4人が本棚に入れています
本棚に追加
その日から僕ら夫婦は、朝食は自分の分をそれぞれ作ることになった。
相変わらず僕は目玉焼き、真理はスクランブルエッグ。それは変わらないけれど、変わったことがある。
「ちょっと、目玉焼きまだ!?」
「ちょっと待って、あとちょっとで焼けるから! ほら、もうすぐ黄身がいい感じに」
真理が僕に横から体当たりする。僕は少しよろける。
「混ぜれば早いじゃん」
「バラバラがいいんじゃん」
僕たちは少し睨み合ったのち、
「まぁそれぞれよね」
「そうだね。あ、焼けたからコンロ交代ね」
「はいはい」
と言い合う。
そう、コミュニケーションが明らかに増えたのだ。
目玉焼きをさっと皿によそうと、真理はあらかじめ混ぜておいたたまごをフライパンに流す。じゅうと音がする。
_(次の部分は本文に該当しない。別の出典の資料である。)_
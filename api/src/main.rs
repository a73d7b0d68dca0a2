// openmart API server entry point

mod config;
mod db;
mod entity;
mod error;
mod handlers;
mod kv;
mod middleware;
mod models;
mod services;

use std::net::SocketAddr;
use std::sync::Arc;
use std::time::Duration;

use axum::routing::{get, Router};
use http::{header, Method};
use tower_http::cors::{Any, CorsLayer};
use tower_http::trace::TraceLayer;
use tracing_subscriber::{layer::SubscriberExt, util::SubscriberInitExt};

use config::ApiConfig;
use db::DbPool;
use handlers::{get_activities, get_collection_ranking, get_item_image, AppState};
use kv::RedisStore;

#[tokio::main]
async fn main() {
    dotenv::dotenv().ok();
    tracing_subscriber::registry()
        .with(tracing_subscriber::EnvFilter::new(
            std::env::var("RUST_LOG").unwrap_or_else(|_| "info".into()),
        ))
        .with(tracing_subscriber::fmt::layer())
        .init();

    let config_path = std::env::args()
        .nth(1)
        .or_else(|| std::env::var("OPENMART_CONFIG").ok())
        .unwrap_or_else(|| "config.toml".to_string());
    let config = ApiConfig::load(&config_path).expect("Failed to load configuration");
    tracing::info!("Configuration loaded");

    let db_pool = DbPool::new(&config)
        .await
        .expect("Failed to connect to database");
    tracing::info!("Connected to database");

    let kv = Arc::new(
        RedisStore::connect(&config.kv.redis_url)
            .await
            .expect("Failed to connect to redis"),
    );

    let repositories = db_pool.repositories();
    let app_state = AppState {
        repositories: Arc::new(repositories),
        kv,
        config: Arc::new(config.clone()),
    };

    let cors = CorsLayer::new()
        .allow_origin(Any)
        .allow_methods([Method::GET, Method::POST, Method::OPTIONS])
        .allow_headers([
            header::CONTENT_TYPE,
            header::ACCEPT,
            header::ORIGIN,
            header::AUTHORIZATION,
        ])
        .max_age(Duration::from_secs(3600));

    // The image endpoint replays byte-identical responses for a minute;
    // everything else is served fresh.
    let image_routes = Router::new()
        .route(
            "/api/v1/collections/{address}/{token_id}/image",
            get(get_item_image),
        )
        .layer(axum::middleware::from_fn_with_state(
            app_state.clone(),
            middleware::cache::cache_api,
        ));

    let app = Router::new()
        .route("/api/v1/activities", get(get_activities))
        .route("/api/v1/collections/ranking", get(get_collection_ranking))
        .merge(image_routes)
        .layer(cors)
        .layer(TraceLayer::new_for_http())
        .with_state(app_state);

    let addr: SocketAddr = config.server_addr().parse().expect("Invalid address");
    tracing::info!("Starting server on {}", addr);
    let listener = tokio::net::TcpListener::bind(&addr)
        .await
        .expect("Failed to bind to address");
    axum::serve(listener, app)
        .await
        .expect("Failed to start server");
}
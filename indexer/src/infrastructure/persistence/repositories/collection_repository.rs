use rust_decimal::Decimal;
use sea_orm::sea_query::Expr;
use sea_orm::{
    ActiveValue::Set, ColumnTrait, DatabaseConnection, EntityTrait, PaginatorTrait, QueryFilter,
    QuerySelect,
};

use crate::domain::orders::ZERO_ADDRESS;
use crate::infrastructure::persistence::entities::collection;
use crate::infrastructure::persistence::error::DbError;

/// Collections marked with this status are loaded into the tracked set.
pub const FLOOR_PRICE_IMPORTED: i32 = 1;

/// Repository for ob_collection.
#[derive(Clone)]
pub struct CollectionRepository {
    conn: DatabaseConnection,
}

impl CollectionRepository {
    pub fn new(conn: DatabaseConnection) -> Self {
        Self { conn }
    }

    /// Create a placeholder row the first time a collection trades; real
    /// metadata arrives later through admin imports.
    pub async fn ensure_exists(
        &self,
        chain_id: i64,
        address: &str,
        now: i64,
    ) -> Result<(), DbError> {
        let existing = collection::Entity::find()
            .filter(collection::Column::ChainId.eq(chain_id))
            .filter(collection::Column::Address.eq(address))
            .count(&self.conn)
            .await?;
        if existing > 0 {
            return Ok(());
        }

        let model = collection::ActiveModel {
            chain_id: Set(chain_id),
            address: Set(address.to_string()),
            name: Set("Unknown Collection".to_string()),
            symbol: Set("Unknown".to_string()),
            creator: Set(ZERO_ADDRESS.to_string()),
            token_standard: Set(721),
            owner_amount: Set(0),
            item_amount: Set(0),
            floor_price: Set(None),
            sale_price: Set(None),
            volume_total: Set(Decimal::ZERO),
            image_uri: Set(None),
            floor_price_status: Set(0),
            create_time: Set(now),
            update_time: Set(now),
            ..Default::default()
        };
        collection::Entity::insert(model).exec(&self.conn).await?;
        tracing::info!(collection = address, "created placeholder collection row");
        Ok(())
    }

    pub async fn update_floor_price(
        &self,
        chain_id: i64,
        address: &str,
        floor_price: Option<Decimal>,
    ) -> Result<(), DbError> {
        collection::Entity::update_many()
            .col_expr(collection::Column::FloorPrice, Expr::value(floor_price))
            .col_expr(
                collection::Column::UpdateTime,
                Expr::value(chrono::Utc::now().timestamp()),
            )
            .filter(collection::Column::ChainId.eq(chain_id))
            .filter(collection::Column::Address.eq(address))
            .exec(&self.conn)
            .await?;
        Ok(())
    }

    /// Addresses eligible for indexing, used to seed the collection filter.
    pub async fn sync_enabled_addresses(&self, chain_id: i64) -> Result<Vec<String>, DbError> {
        let addresses: Vec<String> = collection::Entity::find()
            .select_only()
            .column(collection::Column::Address)
            .filter(collection::Column::ChainId.eq(chain_id))
            .filter(collection::Column::FloorPriceStatus.eq(FLOOR_PRICE_IMPORTED))
            .into_tuple()
            .all(&self.conn)
            .await?;
        Ok(addresses)
    }
}
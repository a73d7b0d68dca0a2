//! Reorg detection and rollback.
//!
//! A transaction observed at a different height than previously recorded
//! means the chain reorganised under us. All state derived from the old
//! position is unwound using the activity log as the undo journal, then
//! the new logs apply normally through the idempotent handlers.

use crate::domain::events::RawLog;
use crate::domain::orders::{ActivityKind, ZERO_ADDRESS};
use crate::infrastructure::persistence::entities::activity;
use crate::infrastructure::persistence::DbError;
use rust_decimal::Decimal;

use super::OrderBookIndexer;

/// One undo step derived from an orphaned activity row.
#[derive(Debug, Clone, PartialEq, Eq)]
pub enum RollbackAction {
    /// Undo a Sale: order back to Active with one unit returned and the
    /// taker cleared, item ownership back to the seller.
    RestoreSale {
        maker: String,
        collection_address: String,
        token_id: String,
        price: Decimal,
    },
    /// Undo a Cancel*: the order never was cancelled.
    RestoreCancel {
        maker: String,
        collection_address: String,
        token_id: String,
        price: Decimal,
    },
}

/// Pure undo plan for a set of orphaned activity rows. Make-type rows need
/// no order rollback — deleting the activity suffices, the order row is
/// re-asserted when the log re-applies on the canonical branch.
pub fn rollback_plan(activities: &[activity::Model]) -> Vec<RollbackAction> {
    activities
        .iter()
        .filter_map(|row| match ActivityKind::from_i32(row.activity_type) {
            Some(ActivityKind::Sale) => Some(RollbackAction::RestoreSale {
                maker: row.maker.clone(),
                collection_address: row.collection_address.clone(),
                token_id: row.token_id.clone(),
                price: row.price,
            }),
            Some(
                ActivityKind::CancelListing
                | ActivityKind::CancelItemBid
                | ActivityKind::CancelCollectionBid,
            ) => Some(RollbackAction::RestoreCancel {
                maker: row.maker.clone(),
                collection_address: row.collection_address.clone(),
                token_id: row.token_id.clone(),
                price: row.price,
            }),
            _ => None,
        })
        .collect()
}

impl OrderBookIndexer {
    /// Detect a moved transaction and unwind it before the caller applies
    /// the new log. Runs at the top of every handler.
    pub(super) async fn check_and_handle_fork(&self, log: &RawLog) -> Result<(), DbError> {
        let tx_hash = format!("{:#x}", log.tx_hash);
        let moved = self
            .repos
            .activity
            .has_conflicting_tx(self.chain_id, &tx_hash, log.block_number as i64)
            .await?;
        if !moved {
            return Ok(());
        }

        tracing::warn!(
            chain = %self.chain,
            tx_hash = %tx_hash,
            new_block_number = log.block_number,
            "fork detected, rolling back transaction"
        );

        let orphaned = self.repos.activity.find_by_tx(self.chain_id, &tx_hash).await?;
        for action in rollback_plan(&orphaned) {
            match action {
                RollbackAction::RestoreSale {
                    maker,
                    collection_address,
                    token_id,
                    price,
                } => {
                    self.repos
                        .order
                        .restore_after_sale_rollback(
                            self.chain_id,
                            &maker,
                            &collection_address,
                            &token_id,
                            price,
                            ZERO_ADDRESS,
                        )
                        .await?;
                    self.repos
                        .item
                        .update_owner(self.chain_id, &collection_address, &token_id, &maker)
                        .await?;
                }
                RollbackAction::RestoreCancel {
                    maker,
                    collection_address,
                    token_id,
                    price,
                } => {
                    self.repos
                        .order
                        .restore_after_cancel_rollback(
                            self.chain_id,
                            &maker,
                            &collection_address,
                            &token_id,
                            price,
                        )
                        .await?;
                }
            }
        }

        self.repos.activity.delete_by_tx(self.chain_id, &tx_hash).await?;

        tracing::info!(
            chain = %self.chain,
            tx_hash = %tx_hash,
            new_block_number = log.block_number,
            "handled fork situation"
        );
        Ok(())
    }
}

#[cfg(test)]
mod tests {
    use super::*;
    use crate::domain::orders::MARKET_ORDER_BOOK;

    fn activity_row(activity_type: ActivityKind, maker: &str) -> activity::Model {
        activity::Model {
            id: 1,
            chain_id: 11155111,
            activity_type: activity_type.as_i32(),
            maker: maker.to_string(),
            taker: "0xbbb0000000000000000000000000000000000bbb".to_string(),
            marketplace_id: MARKET_ORDER_BOOK,
            collection_address: "0xccc0000000000000000000000000000000000ccc".to_string(),
            token_id: "7".to_string(),
            currency_address: ZERO_ADDRESS.to_string(),
            price: Decimal::from(1_000_000u64),
            block_number: 110,
            tx_hash: format!("0x{}", "0b".repeat(32)),
            log_index: 1,
            event_time: 1_700_000_000,
        }
    }

    #[test]
    fn sale_rolls_back_order_and_ownership() {
        let rows = vec![activity_row(
            ActivityKind::Sale,
            "0xaaa0000000000000000000000000000000000aaa",
        )];
        let plan = rollback_plan(&rows);
        assert_eq!(
            plan,
            vec![RollbackAction::RestoreSale {
                maker: "0xaaa0000000000000000000000000000000000aaa".to_string(),
                collection_address: "0xccc0000000000000000000000000000000000ccc".to_string(),
                token_id: "7".to_string(),
                price: Decimal::from(1_000_000u64),
            }]
        );
    }

    #[test]
    fn every_cancel_variant_restores_the_order() {
        for kind in [
            ActivityKind::CancelListing,
            ActivityKind::CancelItemBid,
            ActivityKind::CancelCollectionBid,
        ] {
            let plan = rollback_plan(&[activity_row(
                kind,
                "0xaaa0000000000000000000000000000000000aaa",
            )]);
            assert!(matches!(plan[0], RollbackAction::RestoreCancel { .. }));
        }
    }

    #[test]
    fn make_type_rows_need_no_order_rollback() {
        for kind in [
            ActivityKind::Listing,
            ActivityKind::ItemBid,
            ActivityKind::CollectionBid,
            ActivityKind::Transfer,
            ActivityKind::Mint,
        ] {
            assert!(rollback_plan(&[activity_row(
                kind,
                "0xaaa0000000000000000000000000000000000aaa"
            )])
            .is_empty());
        }
    }

    #[test]
    fn one_restore_per_sale_row() {
        // A tx with two partial-fill Sales yields two single-unit
        // restores, not one double restore.
        let rows = vec![
            activity_row(ActivityKind::Sale, "0xaaa0000000000000000000000000000000000aaa"),
            activity_row(ActivityKind::Sale, "0xaaa0000000000000000000000000000000000aaa"),
        ];
        let plan = rollback_plan(&rows);
        assert_eq!(plan.len(), 2);
        assert!(plan
            .iter()
            .all(|action| matches!(action, RollbackAction::RestoreSale { .. })));
    }
}
//! SeaORM entity for the ob_item table.
//! `owner` is the indexer's best estimate from applied Sale/Mint/Transfer
//! events; `list_price` tracks the most recent listing.

use sea_orm::entity::prelude::*;
use serde::{Deserialize, Serialize};

#[derive(Clone, Debug, PartialEq, DeriveEntityModel, Serialize, Deserialize)]
#[sea_orm(table_name = "ob_item")]
pub struct Model {
    #[sea_orm(primary_key)]
    pub id: i64,
    pub chain_id: i64,
    #[sea_orm(column_type = "Text")]
    pub collection_address: String,
    #[sea_orm(column_type = "Text")]
    pub token_id: String,
    #[sea_orm(column_type = "Text", nullable)]
    pub name: Option<String>,
    #[sea_orm(column_type = "Text", nullable)]
    pub owner: Option<String>,
    pub supply: i64,
    #[sea_orm(column_type = "Decimal(Some((78, 0)))", nullable)]
    pub list_price: Option<Decimal>,
    pub list_time: Option<i64>,
    #[sea_orm(column_type = "Decimal(Some((78, 0)))", nullable)]
    pub sale_price: Option<Decimal>,
    pub create_time: i64,
    pub update_time: i64,
}

#[derive(Copy, Clone, Debug, EnumIter, DeriveRelation)]
pub enum Relation {}

impl ActiveModelBehavior for ActiveModel {}
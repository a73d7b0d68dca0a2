/// Error type for read-path database operations.
#[derive(Debug, thiserror::Error)]
pub enum DbError {
    #[error("database error: {0}")]
    SeaOrm(#[from] sea_orm::DbErr),
    #[error("connection error: {0}")]
    Connection(String),
}
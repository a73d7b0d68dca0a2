use axum::extract::{Path, State};
use axum::Json;

use crate::error::ApiResult;
use crate::handlers::AppState;
use crate::services::image_service::{self, ItemImage};

/// GET /api/v1/collections/{address}/{token_id}/image
///
/// Returns the bare metadata shape (not the envelope) so the response
/// cache can admit it through its name/image heuristic.
pub async fn get_item_image(
    State(state): State<AppState>,
    Path((address, token_id)): Path<(String, String)>,
) -> ApiResult<Json<ItemImage>> {
    let image = image_service::get_item_image(&state, &address, &token_id).await?;
    Ok(Json(image))
}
うちはコンロが狭いから、一人ずつ料理しなくてはならない。だから、交代しなくてはならない。
でもそれが良いのだ。この狭さが、二人をより近づけてくれた気がする。
「できた!」
真理が自分の皿にスクランブルエッグをよそう。
「じゃ、食べよっかね」
「そうだね、真理」
「なんだよ、悠介」
久々に名前を呼んでくれた気がする。真理はまた僕に体当たりする。僕は目玉焼きを落としそうになる。
機嫌をとるためのケーキなんてもういらない。ちゃんと真理の気持ちに寄り添って、考えてみせる。
世界で一番大好きな人は、僕ににこっと微笑んだ。
最初のコメントを投稿しよう!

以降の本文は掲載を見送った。